Records drawn from a dataset:
--------------------------------------------------

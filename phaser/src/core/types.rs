//! Shared deterministic types for the phase engine.
//!
//! These types define the stable document contracts between the engine and the
//! external agent, and between the verification pipeline and its readers.

use std::fmt;
use std::path::PathBuf;

use serde::{Deserialize, Serialize};

/// Purpose of an agent invocation. All modes share one invocation protocol and
/// differ only in task description and expected result document.
#[derive(Debug, Clone, Copy, PartialEq, Eq, Hash, Serialize, Deserialize)]
#[serde(rename_all = "lowercase")]
pub enum AgentMode {
    Implement,
    Verify,
    Fix,
}

impl AgentMode {
    pub fn as_str(self) -> &'static str {
        match self {
            AgentMode::Implement => "implement",
            AgentMode::Verify => "verify",
            AgentMode::Fix => "fix",
        }
    }
}

impl fmt::Display for AgentMode {
    fn fmt(&self, f: &mut fmt::Formatter<'_>) -> fmt::Result {
        f.write_str(self.as_str())
    }
}

/// Status declared in an implementation or fix result document.
#[derive(Debug, Clone, Copy, PartialEq, Eq, Serialize, Deserialize)]
#[serde(rename_all = "lowercase")]
pub enum ImplementationStatus {
    Complete,
    Failed,
}

/// Result document written by the agent in implement and fix modes.
#[derive(Debug, Clone, PartialEq, Eq, Serialize, Deserialize)]
pub struct ImplementationResult {
    pub phase: String,
    pub status: ImplementationStatus,
    #[serde(default)]
    pub deliverables: Vec<String>,
    #[serde(default)]
    pub errors: Vec<String>,
}

/// Pass/fail verdict shared by agent verification and the check pipeline.
#[derive(Debug, Clone, Copy, PartialEq, Eq, Serialize, Deserialize)]
#[serde(rename_all = "lowercase")]
pub enum VerifyStatus {
    Pass,
    Fail,
}

/// Result document written by the agent in verify mode.
#[derive(Debug, Clone, PartialEq, Eq, Serialize, Deserialize)]
pub struct VerificationReport {
    pub phase: String,
    pub status: VerifyStatus,
    #[serde(default)]
    pub issues: Vec<String>,
    #[serde(default)]
    pub checks_passed: u32,
    #[serde(default)]
    pub checks_failed: u32,
}

/// One slot of the verification pipeline, in execution order.
#[derive(Debug, Clone, Copy, PartialEq, Eq, Hash, PartialOrd, Ord, Serialize, Deserialize)]
#[serde(rename_all = "lowercase")]
pub enum CheckKind {
    Build,
    Typecheck,
    Lint,
    Test,
}

impl CheckKind {
    /// Pipeline execution order.
    pub const ALL: [CheckKind; 4] = [
        CheckKind::Build,
        CheckKind::Typecheck,
        CheckKind::Lint,
        CheckKind::Test,
    ];

    pub fn as_str(self) -> &'static str {
        match self {
            CheckKind::Build => "build",
            CheckKind::Typecheck => "typecheck",
            CheckKind::Lint => "lint",
            CheckKind::Test => "test",
        }
    }
}

impl fmt::Display for CheckKind {
    fn fmt(&self, f: &mut fmt::Formatter<'_>) -> fmt::Result {
        f.write_str(self.as_str())
    }
}

/// Classified outcome of a single check.
#[derive(Debug, Clone, Copy, PartialEq, Eq, Serialize, Deserialize)]
#[serde(rename_all = "kebab-case")]
pub enum CheckStatus {
    Pass,
    Fail,
    /// A failing test check on a test-authoring phase; does not fail the phase.
    AcceptedFail,
}

/// Raw process outcome of a check before phase-kind policy is applied.
#[derive(Debug, Clone, Copy, PartialEq, Eq)]
pub struct CheckOutcome {
    pub passed: bool,
    pub exit_code: Option<i32>,
    pub timed_out: bool,
}

impl CheckOutcome {
    pub fn pass() -> Self {
        Self {
            passed: true,
            exit_code: Some(0),
            timed_out: false,
        }
    }

    pub fn fail(exit_code: i32) -> Self {
        Self {
            passed: false,
            exit_code: Some(exit_code),
            timed_out: false,
        }
    }

    pub fn timed_out() -> Self {
        Self {
            passed: false,
            exit_code: None,
            timed_out: true,
        }
    }
}

/// Recorded result of one configured check within a verification run.
#[derive(Debug, Clone, PartialEq, Eq, Serialize, Deserialize)]
pub struct CheckResult {
    pub kind: CheckKind,
    pub status: CheckStatus,
    pub exit_code: Option<i32>,
    pub timed_out: bool,
    /// Combined stdout/stderr captured for this check.
    pub log_path: PathBuf,
}

/// Aggregate outcome of the verification pipeline for one phase.
#[derive(Debug, Clone, PartialEq, Eq, Serialize, Deserialize)]
pub struct VerificationResult {
    pub phase: String,
    pub status: VerifyStatus,
    pub issues: Vec<String>,
    pub checks_passed: u32,
    pub checks_failed: u32,
    pub checks: Vec<CheckResult>,
}

impl VerificationResult {
    pub fn passed(&self) -> bool {
        self.status == VerifyStatus::Pass
    }

    pub fn check(&self, kind: CheckKind) -> Option<&CheckResult> {
        self.checks.iter().find(|check| check.kind == kind)
    }
}

/// A command as a structured argument vector; never interpreted by a shell.
///
/// Deserializes from either an array (`["cargo", "test"]`) or a string, which is
/// split on whitespace.
#[derive(Debug, Clone, PartialEq, Eq, Serialize, Deserialize)]
#[serde(from = "CommandSpecRepr", into = "Vec<String>")]
pub struct CommandSpec(Vec<String>);

#[derive(Deserialize)]
#[serde(untagged)]
enum CommandSpecRepr {
    Args(Vec<String>),
    Line(String),
}

impl From<CommandSpecRepr> for CommandSpec {
    fn from(repr: CommandSpecRepr) -> Self {
        match repr {
            CommandSpecRepr::Args(args) => CommandSpec(args),
            CommandSpecRepr::Line(line) => CommandSpec::from_line(&line),
        }
    }
}

impl From<CommandSpec> for Vec<String> {
    fn from(spec: CommandSpec) -> Self {
        spec.0
    }
}

impl CommandSpec {
    pub fn new<I, S>(args: I) -> Self
    where
        I: IntoIterator<Item = S>,
        S: Into<String>,
    {
        CommandSpec(args.into_iter().map(Into::into).collect())
    }

    pub fn from_line(line: &str) -> Self {
        CommandSpec(line.split_whitespace().map(str::to_string).collect())
    }

    /// True if there is no program to run.
    pub fn is_empty(&self) -> bool {
        self.0.first().is_none_or(|program| program.trim().is_empty())
    }

    pub fn program(&self) -> Option<&str> {
        self.0.first().map(String::as_str)
    }

    pub fn args(&self) -> &[String] {
        self.0.get(1..).unwrap_or_default()
    }

    pub fn as_slice(&self) -> &[String] {
        &self.0
    }
}

impl fmt::Display for CommandSpec {
    fn fmt(&self, f: &mut fmt::Formatter<'_>) -> fmt::Result {
        f.write_str(&self.0.join(" "))
    }
}

/// Resolved verification commands; each slot is optional and a missing slot
/// means the check is skipped.
#[derive(Debug, Clone, Default, PartialEq, Eq, Serialize, Deserialize)]
pub struct ToolConfig {
    #[serde(default)]
    pub build_command: Option<CommandSpec>,
    #[serde(default)]
    pub lint_command: Option<CommandSpec>,
    #[serde(default)]
    pub typecheck_command: Option<CommandSpec>,
    #[serde(default)]
    pub test_command: Option<CommandSpec>,
}

impl ToolConfig {
    pub fn get(&self, kind: CheckKind) -> Option<&CommandSpec> {
        let slot = match kind {
            CheckKind::Build => &self.build_command,
            CheckKind::Typecheck => &self.typecheck_command,
            CheckKind::Lint => &self.lint_command,
            CheckKind::Test => &self.test_command,
        };
        slot.as_ref().filter(|spec| !spec.is_empty())
    }

    pub fn slot_mut(&mut self, kind: CheckKind) -> &mut Option<CommandSpec> {
        match kind {
            CheckKind::Build => &mut self.build_command,
            CheckKind::Typecheck => &mut self.typecheck_command,
            CheckKind::Lint => &mut self.lint_command,
            CheckKind::Test => &mut self.test_command,
        }
    }

    /// Configured, non-empty checks in pipeline order.
    pub fn configured(&self) -> Vec<(CheckKind, &CommandSpec)> {
        CheckKind::ALL
            .into_iter()
            .filter_map(|kind| self.get(kind).map(|spec| (kind, spec)))
            .collect()
    }
}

--------------------------------------------------

# Task to complete
Please return every line of the records that contains the word "Display".

# Written response
impl fmt::Display for AgentMode {
impl fmt::Display for CheckKind {
impl fmt::Display for CommandSpec {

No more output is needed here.